Paradoxical roles of cellular senescence in cancer
Cellular senescence is a normal biological stress response that blocks cell cycle progression to limit the propagation of damaged, potentially pre-malignant cells. Once arrested, senescent cells recruit phagocytic immune cells to facilitate extensive tissue remodeling. This highly dynamic process has traditionally been viewed as a permanent form of growth arrest, thus protecting against tumorigenesis, and many anti-cancer therapies act by inducing senescence. However, more recent studies suggest that cellular senescence may actually promote cellular plasticity and aggressive tumor phenotypes long-term. These observations challenge the conventional view of senescence as irreversible and suggest that senescent cells, including those induced by therapy, have the capacity to contribute to tumor relapse.
Our lab is interested in understanding the molecular mechanisms that mediate these seemingly paradoxical roles of senescence in cancer using a newly developed in vivo model of adrenal tumorigenesis. These studies will help inform the use of senolytics (drugs designed to eliminate senescent cells), which are emerging as a promising area of cancer drug development.

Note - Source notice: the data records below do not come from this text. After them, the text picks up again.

// src/mcp/resources.rs

//! Read-only `hive://` resources.

use serde_json::{json, Value};
use thiserror::Error;
use url::Url;

use super::response::JSON_MIME_TYPE;
use crate::blockchain::HiveError;
use crate::AppState;

const SCHEME: &str = "hive";

#[derive(Debug, Clone, PartialEq, Eq)]
pub enum ResourceUri {
    /// `hive://accounts/{account}`
    Account(String),
    /// `hive://posts/{author}/{permlink}`
    Post { author: String, permlink: String },
}

impl ResourceUri {
    pub fn parse(raw: &str) -> Result<Self, ResourceError> {
        let unknown = || ResourceError::Unknown(raw.to_string());
        let url = Url::parse(raw).map_err(|_| unknown())?;
        if url.scheme() != SCHEME {
            return Err(unknown());
        }
        let segments: Vec<&str> = url
            .path_segments()
            .map(|s| s.filter(|seg| !seg.is_empty()).collect())
            .unwrap_or_default();
        match (url.host_str(), segments.as_slice()) {
            (Some("accounts"), [account]) => Ok(ResourceUri::Account(account.to_string())),
            (Some("posts"), [author, permlink]) => Ok(ResourceUri::Post {
                author: author.to_string(),
                permlink: permlink.to_string(),
            }),
            _ => Err(unknown()),
        }
    }
}

#[derive(Error, Debug)]
pub enum ResourceError {
    #[error("Unknown resource: {0}")]
    Unknown(String),
    #[error("{0}")]
    NotFound(String),
    #[error("Failed to read resource: {0}")]
    Hive(#[from] HiveError),
}

/// Templates for `resources/templates/list`.
pub fn templates() -> Value {
    json!([
        {
            "uriTemplate": "hive://accounts/{account}",
            "name": "account",
            "description": "A Hive account as returned by the chain",
            "mimeType": JSON_MIME_TYPE,
        },
        {
            "uriTemplate": "hive://posts/{author}/{permlink}",
            "name": "post",
            "description": "Title, author and body of a Hive post",
            "mimeType": "text/plain",
        }
    ])
}

/// Result body for `resources/read`.
pub async fn read(state: &AppState, uri: &str) -> Result<Value, ResourceError> {
    let (mime_type, text) = match ResourceUri::parse(uri)? {
        ResourceUri::Account(name) => {
            let account = state
                .hive
                .get_accounts(&[name.clone()])
                .await?
                .into_iter()
                .next()
                .ok_or_else(|| ResourceError::NotFound(format!("Account {name} not found")))?;
            let text = serde_json::to_string_pretty(&account)
                .map_err(|e| HiveError::Decode(e.to_string()))?;
            (JSON_MIME_TYPE, text)
        }
        ResourceUri::Post { author, permlink } => {
            let content = state.hive.get_content(&author, &permlink).await?;
            if content.author.is_empty() {
                return Err(ResourceError::NotFound(format!(
                    "Post not found: {author}/{permlink}"
                )));
            }
            let text = format!(
                "Title: {}\nAuthor: {}\nBody: {}",
                content.title, content.author, content.body
            );
            ("text/plain", text)
        }
    };

    Ok(json!({
        "contents": [{ "uri": uri, "mimeType": mime_type, "text": text }]
    }))
}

Schematic created using BioRender.com
Orthotopic ACC tumor models using ultrasound-guidance
Our long term goal is to develop new therapeutic strategies for the treatment of ACC. We are particularly interested in senolytic compounds that are already in development for other cancer types. To facilitate the preclinical development of these therapies for ACC, we are establishing orthotopic tumor transplant models using both mouse and human-derived tumor cells. We have implemented ultrasound imaging, which is an efficient and non-invasive approach for injection and tumor monitoring in real-time. These models will enable us to study the functional impact of senescent cells on tumor growth and progression, and to test the efficacy of senolytic agents at effectively eliminating senescent adrenocortical cells.